[Saved entries]
========

// Copyright 2025-2026 CEMAXECUTER LLC

//! Power-of-two decimation chain with tuned-frequency placement.
//!
//! The chain is a cascade of identical halfband stages, one per unit of the
//! log2 factor. For infra/supra placement the input is first translated by
//! -Fs/4 or +Fs/4 with the exact four-phase mixer (multiplications by
//! {1, -j, -1, j} only), so the tuned RF ends up at -Fs_out/4 or +Fs_out/4
//! of the decimated band.

use crate::halfband::HalfbandDecim;
use crate::window::halfband_arm_q15;
use crate::{FcPos, MAX_LOG2_FACTOR};

/// Halfband arm length used by every stage.
const SIDE_TAPS: usize = 20;
/// Design stopband attenuation, dB.
const STOP_ATT_DB: f64 = 90.0;

pub struct Decimator {
    log2_decim: u32,
    fc_pos: FcPos,
    mixer_phase: u8,
    stages: Vec<HalfbandDecim>,
}

impl Decimator {
    pub fn new(log2_decim: u32, fc_pos: FcPos) -> Self {
        let mut d = Self {
            log2_decim: 0,
            fc_pos: FcPos::Center,
            mixer_phase: 0,
            stages: Vec::new(),
        };
        d.configure(log2_decim, fc_pos);
        d
    }

    /// Change the decimation factor or placement. All stage state is
    /// dropped; samples still inside the chain are flushed without emission.
    pub fn configure(&mut self, log2_decim: u32, fc_pos: FcPos) {
        let log2_decim = log2_decim.min(MAX_LOG2_FACTOR);
        self.log2_decim = log2_decim;
        self.fc_pos = fc_pos;
        self.mixer_phase = 0;
        let arm = halfband_arm_q15(SIDE_TAPS, STOP_ATT_DB);
        self.stages = (0..log2_decim)
            .map(|_| HalfbandDecim::new(arm.clone()))
            .collect();
    }

    pub fn log2_decim(&self) -> u32 {
        self.log2_decim
    }

    /// Decimate one interleaved IQ vector; output length is
    /// len >> log2_decim for input lengths divisible by the factor
    /// (remainders carry over to the next call).
    pub fn process(&mut self, input: &[i16], out: &mut Vec<i16>) {
        if self.log2_decim == 0 {
            out.extend_from_slice(input);
            return;
        }

        let mut front: Vec<i16> = match self.fc_pos {
            FcPos::Center => input.to_vec(),
            _ => self.mix_fs4(input),
        };

        let mut swap = Vec::with_capacity(front.len() / 2);
        for stage in &mut self.stages {
            swap.clear();
            stage.process(&front, &mut swap);
            std::mem::swap(&mut front, &mut swap);
        }
        out.extend_from_slice(&front);
    }

    /// Exact Fs/4 translation: cycles {(I,Q), (Q,-I), (-I,-Q), (-Q,I)} for
    /// -Fs/4 (infra) and the reverse rotation for +Fs/4 (supra).
    fn mix_fs4(&mut self, input: &[i16]) -> Vec<i16> {
        let mut out = Vec::with_capacity(input.len());
        let supra = self.fc_pos == FcPos::Supra;
        for pair in input.chunks_exact(2) {
            let (i, q) = (pair[0], pair[1]);
            let phase = if supra {
                (4 - self.mixer_phase) & 3
            } else {
                self.mixer_phase
            };
            let (mi, mq) = match phase {
                0 => (i, q),
                1 => (q, i.saturating_neg()),
                2 => (i.saturating_neg(), q.saturating_neg()),
                _ => (q.saturating_neg(), i),
            };
            out.push(mi);
            out.push(mq);
            self.mixer_phase = (self.mixer_phase + 1) & 3;
        }
        out
    }
}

========

[Assignment] Lines containing the word "crate" are to be tallied across the entries above; give only the resulting count.

[Written answer] 3